(Your instructions) In which lines of the data does the string "turns" appear? Copy every one.
[Start of Attachment]
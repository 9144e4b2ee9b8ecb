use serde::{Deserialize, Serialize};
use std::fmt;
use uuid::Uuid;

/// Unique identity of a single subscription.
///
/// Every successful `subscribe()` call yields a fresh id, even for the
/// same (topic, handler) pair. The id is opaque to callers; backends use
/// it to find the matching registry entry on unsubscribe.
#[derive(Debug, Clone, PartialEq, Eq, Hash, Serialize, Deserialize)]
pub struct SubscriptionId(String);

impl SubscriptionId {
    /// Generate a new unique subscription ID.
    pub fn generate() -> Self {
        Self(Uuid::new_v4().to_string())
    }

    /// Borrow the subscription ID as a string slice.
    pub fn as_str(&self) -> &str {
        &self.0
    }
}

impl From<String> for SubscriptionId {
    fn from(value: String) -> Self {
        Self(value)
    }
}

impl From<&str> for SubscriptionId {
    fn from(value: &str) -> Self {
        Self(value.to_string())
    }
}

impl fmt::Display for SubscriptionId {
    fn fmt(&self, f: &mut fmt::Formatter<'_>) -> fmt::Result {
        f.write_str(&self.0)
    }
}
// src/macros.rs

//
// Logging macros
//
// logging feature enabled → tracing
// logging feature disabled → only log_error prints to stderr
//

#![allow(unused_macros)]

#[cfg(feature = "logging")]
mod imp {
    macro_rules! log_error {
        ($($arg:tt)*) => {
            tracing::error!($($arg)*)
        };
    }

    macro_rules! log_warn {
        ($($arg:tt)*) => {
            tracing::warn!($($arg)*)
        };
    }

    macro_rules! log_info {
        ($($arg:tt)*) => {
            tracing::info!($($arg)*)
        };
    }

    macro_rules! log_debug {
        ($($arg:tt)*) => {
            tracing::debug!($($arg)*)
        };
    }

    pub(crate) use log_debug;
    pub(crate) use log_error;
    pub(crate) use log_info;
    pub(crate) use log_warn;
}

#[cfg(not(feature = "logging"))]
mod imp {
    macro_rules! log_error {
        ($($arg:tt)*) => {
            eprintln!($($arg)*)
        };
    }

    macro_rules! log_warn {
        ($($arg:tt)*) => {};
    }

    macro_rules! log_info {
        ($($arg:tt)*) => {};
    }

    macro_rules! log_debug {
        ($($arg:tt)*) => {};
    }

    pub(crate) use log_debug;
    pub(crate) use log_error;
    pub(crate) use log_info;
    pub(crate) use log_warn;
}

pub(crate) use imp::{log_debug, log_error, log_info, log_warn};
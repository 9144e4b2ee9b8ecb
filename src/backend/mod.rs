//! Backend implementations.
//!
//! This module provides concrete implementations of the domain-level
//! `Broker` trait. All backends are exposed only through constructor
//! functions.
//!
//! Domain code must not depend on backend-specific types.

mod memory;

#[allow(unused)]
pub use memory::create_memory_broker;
[End of Attachment]
[Start of Attachment]
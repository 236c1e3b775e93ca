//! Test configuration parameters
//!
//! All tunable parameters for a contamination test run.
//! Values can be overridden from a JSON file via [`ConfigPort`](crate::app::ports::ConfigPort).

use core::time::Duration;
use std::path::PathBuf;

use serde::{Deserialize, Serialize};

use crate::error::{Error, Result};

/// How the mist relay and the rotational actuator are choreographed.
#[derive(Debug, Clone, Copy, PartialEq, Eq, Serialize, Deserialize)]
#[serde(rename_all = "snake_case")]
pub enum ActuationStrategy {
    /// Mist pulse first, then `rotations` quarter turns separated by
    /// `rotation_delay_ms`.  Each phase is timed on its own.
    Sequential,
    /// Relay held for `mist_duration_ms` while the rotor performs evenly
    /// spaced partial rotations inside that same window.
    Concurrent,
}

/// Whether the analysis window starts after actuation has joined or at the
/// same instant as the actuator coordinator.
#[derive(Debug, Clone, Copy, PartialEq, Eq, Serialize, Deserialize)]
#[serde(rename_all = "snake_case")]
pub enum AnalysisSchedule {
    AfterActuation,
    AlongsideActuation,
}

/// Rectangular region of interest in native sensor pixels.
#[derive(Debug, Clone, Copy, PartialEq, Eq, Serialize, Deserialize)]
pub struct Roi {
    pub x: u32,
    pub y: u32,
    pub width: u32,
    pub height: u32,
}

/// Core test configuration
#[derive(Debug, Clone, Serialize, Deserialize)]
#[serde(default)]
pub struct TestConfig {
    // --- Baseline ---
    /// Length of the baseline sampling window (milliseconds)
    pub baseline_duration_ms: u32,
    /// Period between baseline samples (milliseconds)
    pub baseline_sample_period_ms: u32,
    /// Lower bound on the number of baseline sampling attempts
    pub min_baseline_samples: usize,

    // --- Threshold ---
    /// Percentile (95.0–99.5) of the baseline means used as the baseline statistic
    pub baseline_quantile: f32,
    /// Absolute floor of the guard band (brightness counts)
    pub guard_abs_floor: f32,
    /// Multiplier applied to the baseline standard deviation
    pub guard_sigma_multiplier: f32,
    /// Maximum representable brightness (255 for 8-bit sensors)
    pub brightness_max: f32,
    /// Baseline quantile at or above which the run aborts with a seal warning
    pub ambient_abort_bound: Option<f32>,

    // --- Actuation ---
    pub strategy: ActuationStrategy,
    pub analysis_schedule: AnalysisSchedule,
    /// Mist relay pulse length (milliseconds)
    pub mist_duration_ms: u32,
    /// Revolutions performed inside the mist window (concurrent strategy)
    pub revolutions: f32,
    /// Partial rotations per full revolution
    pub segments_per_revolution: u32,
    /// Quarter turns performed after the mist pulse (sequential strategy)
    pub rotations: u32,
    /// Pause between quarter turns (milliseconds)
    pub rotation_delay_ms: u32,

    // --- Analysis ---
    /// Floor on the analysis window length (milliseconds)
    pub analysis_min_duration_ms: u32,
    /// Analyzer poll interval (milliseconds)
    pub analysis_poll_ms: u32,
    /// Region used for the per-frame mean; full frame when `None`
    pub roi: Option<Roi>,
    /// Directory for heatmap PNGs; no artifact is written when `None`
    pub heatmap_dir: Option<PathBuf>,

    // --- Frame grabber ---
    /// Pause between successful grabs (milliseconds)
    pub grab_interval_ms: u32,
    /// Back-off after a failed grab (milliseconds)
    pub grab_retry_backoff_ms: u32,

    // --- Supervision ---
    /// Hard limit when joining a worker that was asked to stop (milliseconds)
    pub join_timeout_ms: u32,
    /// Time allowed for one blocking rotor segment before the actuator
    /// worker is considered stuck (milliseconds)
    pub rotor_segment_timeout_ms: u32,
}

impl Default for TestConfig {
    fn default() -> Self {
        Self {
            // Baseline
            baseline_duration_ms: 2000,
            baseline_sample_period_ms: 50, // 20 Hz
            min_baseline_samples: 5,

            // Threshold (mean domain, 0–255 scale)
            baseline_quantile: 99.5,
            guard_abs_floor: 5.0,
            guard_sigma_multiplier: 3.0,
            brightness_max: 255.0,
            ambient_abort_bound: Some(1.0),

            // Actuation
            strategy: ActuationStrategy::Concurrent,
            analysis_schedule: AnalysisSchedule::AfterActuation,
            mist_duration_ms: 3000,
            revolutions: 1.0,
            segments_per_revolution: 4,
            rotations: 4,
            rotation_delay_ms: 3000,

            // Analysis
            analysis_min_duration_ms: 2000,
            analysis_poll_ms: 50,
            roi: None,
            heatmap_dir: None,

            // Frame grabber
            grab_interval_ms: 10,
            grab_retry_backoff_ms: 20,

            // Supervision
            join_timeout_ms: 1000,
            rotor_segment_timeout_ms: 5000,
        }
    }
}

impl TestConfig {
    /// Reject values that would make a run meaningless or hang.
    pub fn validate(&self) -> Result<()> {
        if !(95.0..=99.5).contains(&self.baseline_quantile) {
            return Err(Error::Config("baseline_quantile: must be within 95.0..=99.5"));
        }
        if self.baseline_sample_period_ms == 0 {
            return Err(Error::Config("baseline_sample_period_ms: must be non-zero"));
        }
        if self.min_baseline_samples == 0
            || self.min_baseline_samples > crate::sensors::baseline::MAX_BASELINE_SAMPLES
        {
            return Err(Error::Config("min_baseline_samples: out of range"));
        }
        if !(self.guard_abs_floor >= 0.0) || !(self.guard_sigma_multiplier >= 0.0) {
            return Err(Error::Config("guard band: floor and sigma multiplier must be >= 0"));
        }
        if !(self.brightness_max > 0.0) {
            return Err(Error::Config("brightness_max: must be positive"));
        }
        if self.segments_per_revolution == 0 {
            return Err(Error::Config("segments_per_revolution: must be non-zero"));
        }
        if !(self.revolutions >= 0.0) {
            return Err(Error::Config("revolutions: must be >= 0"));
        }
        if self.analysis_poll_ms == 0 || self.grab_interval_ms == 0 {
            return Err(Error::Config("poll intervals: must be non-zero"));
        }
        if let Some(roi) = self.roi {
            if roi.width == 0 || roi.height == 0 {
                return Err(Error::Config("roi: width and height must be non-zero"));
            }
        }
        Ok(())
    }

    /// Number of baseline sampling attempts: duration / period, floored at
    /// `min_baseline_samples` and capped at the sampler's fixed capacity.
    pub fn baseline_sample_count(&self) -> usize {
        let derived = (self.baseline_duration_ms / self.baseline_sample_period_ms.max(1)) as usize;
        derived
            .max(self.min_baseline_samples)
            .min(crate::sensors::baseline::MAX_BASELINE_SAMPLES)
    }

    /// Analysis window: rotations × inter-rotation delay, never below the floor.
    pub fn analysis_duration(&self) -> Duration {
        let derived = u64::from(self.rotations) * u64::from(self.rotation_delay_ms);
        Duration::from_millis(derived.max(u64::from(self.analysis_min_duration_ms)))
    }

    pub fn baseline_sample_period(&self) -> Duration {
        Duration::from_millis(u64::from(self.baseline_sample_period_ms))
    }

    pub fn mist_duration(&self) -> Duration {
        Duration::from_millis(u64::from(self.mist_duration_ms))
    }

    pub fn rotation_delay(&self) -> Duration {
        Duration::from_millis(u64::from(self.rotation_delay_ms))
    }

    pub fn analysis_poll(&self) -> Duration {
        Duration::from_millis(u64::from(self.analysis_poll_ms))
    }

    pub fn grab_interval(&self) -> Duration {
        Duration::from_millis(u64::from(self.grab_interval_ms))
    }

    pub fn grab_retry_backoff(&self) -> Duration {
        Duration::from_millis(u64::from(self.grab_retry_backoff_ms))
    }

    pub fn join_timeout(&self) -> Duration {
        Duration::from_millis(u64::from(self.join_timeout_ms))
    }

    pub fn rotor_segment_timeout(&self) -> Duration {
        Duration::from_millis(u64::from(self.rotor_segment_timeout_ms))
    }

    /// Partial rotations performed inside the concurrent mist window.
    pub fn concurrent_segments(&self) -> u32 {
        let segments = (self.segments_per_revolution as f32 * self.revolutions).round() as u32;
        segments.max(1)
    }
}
[End of Attachment]
(Problem solution)
    /// Mist pulse first, then `rotations` quarter turns separated by
    /// Quarter turns performed after the mist pulse (sequential strategy)
    /// Pause between quarter turns (milliseconds)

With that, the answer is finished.